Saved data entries
────────

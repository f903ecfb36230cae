// Licensed under the Apache License, Version 2.0 or the MIT License.
// SPDX-License-Identifier: Apache-2.0 OR MIT
// Copyright Tock Contributors 2025.

//! Table driven clock engine for one clock block.

use kernel::config::CONFIG;
use kernel::debug;
use kernel::hil::clock::{ClockHandle, ClockLookup, ClockProvider};
use kernel::hil::time::BusyWait;
use kernel::utilities::cells::OptionalCell;
use kernel::utilities::mmio::RegisterPort;
use kernel::utilities::registers::LocalRegisterCopy;
use kernel::ErrorCode;

use super::data::{ClockData, ClockDesc, ClockId, ParentId, RegField};

/// Settle time around each edge of the reset pulse issued by `enable`.
const RESET_SETTLE_US: u32 = 2;

/// Failures of clock tree operations.
#[derive(Clone, Copy, Debug, PartialEq, Eq)]
pub enum ClockError {
    /// The clock id is not in the block's table.
    InvalidNode,
    /// The current selector value maps to no parent, or the clock has no
    /// parents at all.
    NoParent,
    /// The selector value, or an external parent index, is outside the
    /// table.
    InvalidSelector,
    /// An external parent could not be resolved to a provider.
    LookupFailed,
    /// The requested parent is not among the clock's possible parents.
    NotFound,
    /// The parent cache handed to the engine is too short.
    AllocationFailed,
    /// Another provider failed while computing a rate or enabling a clock.
    Provider(ErrorCode),
}

impl From<ClockError> for ErrorCode {
    fn from(err: ClockError) -> ErrorCode {
        match err {
            ClockError::InvalidNode => ErrorCode::INVAL,
            ClockError::NoParent => ErrorCode::NODEVICE,
            ClockError::InvalidSelector => ErrorCode::SIZE,
            ClockError::LookupFailed => ErrorCode::UNINSTALLED,
            ClockError::NotFound => ErrorCode::NOSUPPORT,
            ClockError::AllocationFailed => ErrorCode::NOMEM,
            ClockError::Provider(code) => code,
        }
    }
}

/// The clock that currently feeds a node, or that could feed it.
#[derive(Clone, Copy, Debug)]
pub enum Parent<'a> {
    /// A clock of the same block.
    Local(ClockId),
    /// A clock of another provider.
    External(ClockHandle<'a>),
}

/// Best candidate found by the rate search.
#[derive(Clone, Copy, Debug, PartialEq, Eq)]
struct RateChoice {
    rate: u32,
    selector: u32,
    divider: u32,
}

/// Clock engine for one clock block.
///
/// The engine owns no state beyond a cache of each clock's current parent;
/// everything else is read from the hardware when needed. The cache is
/// filled lazily, on the first `get_parent` of a clock, and is kept in step
/// by `set_parent`. `set_rate` invalidates the entry of a clock whose
/// selector it reprograms.
///
/// Clocks of other blocks are reached through a [`ClockLookup`] that the
/// board installs with [`ClockTree::set_lookup`] once every provider exists.
pub struct ClockTree<'a, R: RegisterPort, D: BusyWait> {
    name: &'static str,
    desc: &'static ClockDesc,
    registers: &'a R,
    delay: &'a D,
    lookup: OptionalCell<&'a dyn ClockLookup<'a>>,
    parents: &'a [OptionalCell<Parent<'a>>],
}

impl<'a, R: RegisterPort, D: BusyWait> ClockTree<'a, R, D> {
    /// Create the engine for the block described by `desc`.
    ///
    /// `parents` holds the parent cache and needs one slot per clock of
    /// the block; all slots are cleared.
    pub fn new(
        name: &'static str,
        desc: &'static ClockDesc,
        registers: &'a R,
        delay: &'a D,
        parents: &'a [OptionalCell<Parent<'a>>],
    ) -> Result<ClockTree<'a, R, D>, ClockError> {
        if parents.len() < desc.clocks.len() {
            return Err(ClockError::AllocationFailed);
        }
        parents.iter().for_each(|slot| slot.clear());
        Ok(ClockTree {
            name,
            desc,
            registers,
            delay,
            lookup: OptionalCell::empty(),
            parents,
        })
    }

    pub fn set_lookup(&self, lookup: &'a dyn ClockLookup<'a>) {
        self.lookup.set(lookup);
    }

    pub fn name(&self) -> &'static str {
        self.name
    }

    pub(crate) fn desc(&self) -> &'static ClockDesc {
        self.desc
    }

    pub fn num_clocks(&self) -> usize {
        self.desc.clocks.len()
    }

    /// Check that `id` names a clock of this block.
    pub fn request(&self, id: ClockId) -> Result<(), ClockError> {
        self.data(id).map(|_| ())
    }

    fn data(&self, id: ClockId) -> Result<&'static ClockData, ClockError> {
        self.desc.clocks.get(id).ok_or(ClockError::InvalidNode)
    }

    fn cache(&self, id: ClockId) -> Result<&'a OptionalCell<Parent<'a>>, ClockError> {
        self.parents.get(id).ok_or(ClockError::InvalidNode)
    }

    pub(crate) fn read_field(&self, field: RegField) -> u32 {
        LocalRegisterCopy::<u32>::new(self.registers.read(field.offset)).read(field.field())
    }

    fn write_field(&self, field: RegField, value: u32) {
        self.registers.modify(field.offset, field.field().val(value));
    }

    /// Turn entry `selector` of the parent list of `data` into a parent.
    fn resolve_parent(&self, data: &ClockData, selector: usize) -> Result<Parent<'a>, ClockError> {
        if data.parents.is_empty() {
            return Err(ClockError::NoParent);
        }
        match data.parents.get(selector) {
            None => Err(ClockError::InvalidSelector),
            Some(ParentId::NoParent) => Err(ClockError::NoParent),
            Some(&ParentId::Local(id)) => Ok(Parent::Local(id)),
            Some(&ParentId::External(index)) => {
                let name = self
                    .desc
                    .external_parents
                    .get(index)
                    .ok_or(ClockError::InvalidSelector)?;
                let lookup = self.lookup.ok_or(ClockError::LookupFailed)?;
                lookup
                    .lookup_by_name(name)
                    .map(Parent::External)
                    .map_err(|_| ClockError::LookupFailed)
            }
        }
    }

    fn parent_rate(&self, parent: Parent<'a>) -> Result<u32, ClockError> {
        match parent {
            Parent::Local(id) => self.get_rate(id),
            Parent::External(handle) => handle.get_rate().map_err(ClockError::Provider),
        }
    }

    fn is_same_parent<'p>(&self, a: Parent<'p>, b: Parent<'p>) -> bool {
        match (a, b) {
            (Parent::Local(x), Parent::Local(y)) => x == y,
            (Parent::External(x), Parent::External(y)) => x.is_same(&y),
            (Parent::Local(id), Parent::External(handle))
            | (Parent::External(handle), Parent::Local(id)) => {
                handle.id() == id && handle.is_provided_by(self)
            }
        }
    }

    /// Search all selector and divider values for the highest rate not
    /// above `requested`.
    ///
    /// Selectors are tried in increasing order and, for each, dividers in
    /// increasing order. A candidate replaces the best one so far only if
    /// its rate is strictly higher, so ties go to the lowest selector and
    /// then the lowest divider. Selector values whose parent cannot be
    /// resolved or has no rate are skipped.
    fn calc_rate(&self, data: &ClockData, requested: u32) -> RateChoice {
        let mut best = RateChoice {
            rate: 0,
            selector: 0,
            divider: 0,
        };

        if data.fixed_rate != 0 {
            if data.fixed_rate <= requested {
                best.rate = data.fixed_rate;
            }
            return best;
        }

        let max_selector = data.selector.map_or(0, |field| field.max());
        let max_divider = data.divider.map_or(0, |field| field.max());
        for selector in 0..=max_selector {
            let parent_rate = match self
                .resolve_parent(data, selector as usize)
                .and_then(|parent| self.parent_rate(parent))
            {
                Ok(rate) => rate / data.fixed_divider.max(1),
                Err(_) => continue,
            };

            for divider in 0..=max_divider {
                let rate = (parent_rate as u64 / (divider as u64 + 1)) as u32;
                if rate > requested {
                    continue;
                }
                // Rates only fall as the divider grows.
                if rate <= best.rate {
                    break;
                }
                best = RateChoice {
                    rate,
                    selector,
                    divider,
                };
            }
        }
        best
    }

    /// Rate that `set_rate(id, requested)` would achieve, or 0 if nothing
    /// at or below `requested` is reachable.
    pub fn round_rate(&self, id: ClockId, requested: u32) -> Result<u32, ClockError> {
        let data = self.data(id)?;
        Ok(self.calc_rate(data, requested).rate)
    }

    /// Current rate of a clock in Hz, computed from the hardware state.
    pub fn get_rate(&self, id: ClockId) -> Result<u32, ClockError> {
        let data = self.data(id)?;
        if data.fixed_rate != 0 {
            return Ok(data.fixed_rate);
        }

        let parent = self.get_parent(id)?;
        let rate = self.parent_rate(parent)? / data.fixed_divider.max(1);
        Ok(match data.divider {
            Some(divider) => (rate as u64 / (self.read_field(divider) as u64 + 1)) as u32,
            None => rate,
        })
    }

    /// Program the best selector and divider for `requested` Hz.
    ///
    /// Returns the rate achieved. If no setting reaches a rate at or below
    /// `requested`, returns `Ok(0)` and leaves the hardware untouched.
    pub fn set_rate(&self, id: ClockId, requested: u32) -> Result<u32, ClockError> {
        let data = self.data(id)?;
        let choice = self.calc_rate(data, requested);
        if choice.rate == 0 {
            debug!(
                "{}: {} cannot run at or below {} Hz",
                self.name, data.name, requested
            );
            return Ok(0);
        }

        if let Some(selector) = data.selector {
            self.write_field(selector, choice.selector);
            self.cache(id)?.clear();
        }
        if let Some(divider) = data.divider {
            self.write_field(divider, choice.divider);
        }
        if CONFIG.trace_clocks {
            debug!(
                "{}: {} at {} Hz (sel {}, div {})",
                self.name, data.name, choice.rate, choice.selector, choice.divider
            );
        }
        Ok(choice.rate)
    }

    /// Parent currently feeding a clock.
    ///
    /// The first call reads the selector field and caches the result.
    pub fn get_parent(&self, id: ClockId) -> Result<Parent<'a>, ClockError> {
        let data = self.data(id)?;
        let slot = self.cache(id)?;
        if let Some(parent) = slot.get() {
            return Ok(parent);
        }

        let selector = data.selector.map_or(0, |field| self.read_field(field));
        let parent = self
            .resolve_parent(data, selector as usize)
            .inspect_err(|err| {
                if *err == ClockError::LookupFailed {
                    debug!("{}: cannot find the parent of {}", self.name, data.name);
                }
            })?;
        slot.set(parent);
        Ok(parent)
    }

    /// Switch a clock to `target`.
    ///
    /// The first selector value whose parent is `target` is programmed. A
    /// handle to a clock of this block is the same parent as the matching
    /// local entry. If `target` is not a possible parent, fails with
    /// `NotFound` and changes nothing.
    pub fn set_parent(&self, id: ClockId, target: Parent<'_>) -> Result<(), ClockError> {
        let data = self.data(id)?;
        let slot = self.cache(id)?;

        let (selector, parent) = (0..data.parent_count())
            .find_map(|selector| {
                self.resolve_parent(data, selector)
                    .ok()
                    .filter(|parent| self.is_same_parent(*parent, target))
                    .map(|parent| (selector, parent))
            })
            .ok_or(ClockError::NotFound)?;

        if let Some(field) = data.selector {
            self.write_field(field, selector as u32);
        }
        slot.set(parent);
        if CONFIG.trace_clocks {
            debug!("{}: {} parent {:?}", self.name, data.name, parent);
        }
        Ok(())
    }

    /// Ungate a clock, after its parent.
    ///
    /// A clock without a parent is ungated on its own. If the clock has a
    /// reset bit, the bit is pulsed low once the gate is open.
    pub fn enable(&self, id: ClockId) -> Result<(), ClockError> {
        let data = self.data(id)?;
        match self.get_parent(id) {
            Ok(Parent::Local(parent)) => self.enable(parent)?,
            Ok(Parent::External(handle)) => handle.enable().map_err(ClockError::Provider)?,
            Err(ClockError::NoParent) => {}
            Err(err) => return Err(err),
        }

        if let Some(gate) = data.gate {
            self.registers.modify(gate.offset, gate.bits(true));
        }
        if let Some(reset) = data.reset {
            self.pulse_reset(data, reset);
        }
        Ok(())
    }

    fn pulse_reset(&self, data: &ClockData, reset: RegField) {
        if CONFIG.trace_clocks {
            debug!("{}: reset {}", self.name, data.name);
        }
        self.registers.modify(reset.offset, reset.bits(true));
        self.delay.delay_us(RESET_SETTLE_US);
        self.registers.modify(reset.offset, reset.bits(false));
        self.delay.delay_us(RESET_SETTLE_US);
        self.registers.modify(reset.offset, reset.bits(true));
    }

    /// Gate a clock. Parents are left running.
    pub fn disable(&self, id: ClockId) -> Result<(), ClockError> {
        let data = self.data(id)?;
        if let Some(gate) = data.gate {
            self.registers.modify(gate.offset, gate.bits(false));
        }
        Ok(())
    }

    /// Whether every bit of the clock's gate is set. Clocks without a gate
    /// always run.
    pub fn is_enabled(&self, id: ClockId) -> Result<bool, ClockError> {
        let data = self.data(id)?;
        Ok(match data.gate {
            Some(gate) => self.registers.read(gate.offset) & gate.mask == gate.mask,
            None => true,
        })
    }
}

impl<R: RegisterPort, D: BusyWait> ClockProvider for ClockTree<'_, R, D> {
    fn name(&self) -> &'static str {
        self.name
    }

    fn clock_name(&self, id: usize) -> Option<&'static str> {
        self.desc.clocks.get(id).map(|clock| clock.name)
    }

    fn get_rate(&self, id: usize) -> Result<u32, ErrorCode> {
        ClockTree::get_rate(self, id).map_err(ErrorCode::from)
    }

    fn enable(&self, id: usize) -> Result<(), ErrorCode> {
        ClockTree::enable(self, id).map_err(ErrorCode::from)
    }
}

────────

**Work instructions:** One number is the full answer: how many lines of the records include the string "registers".

**The completed task:** 12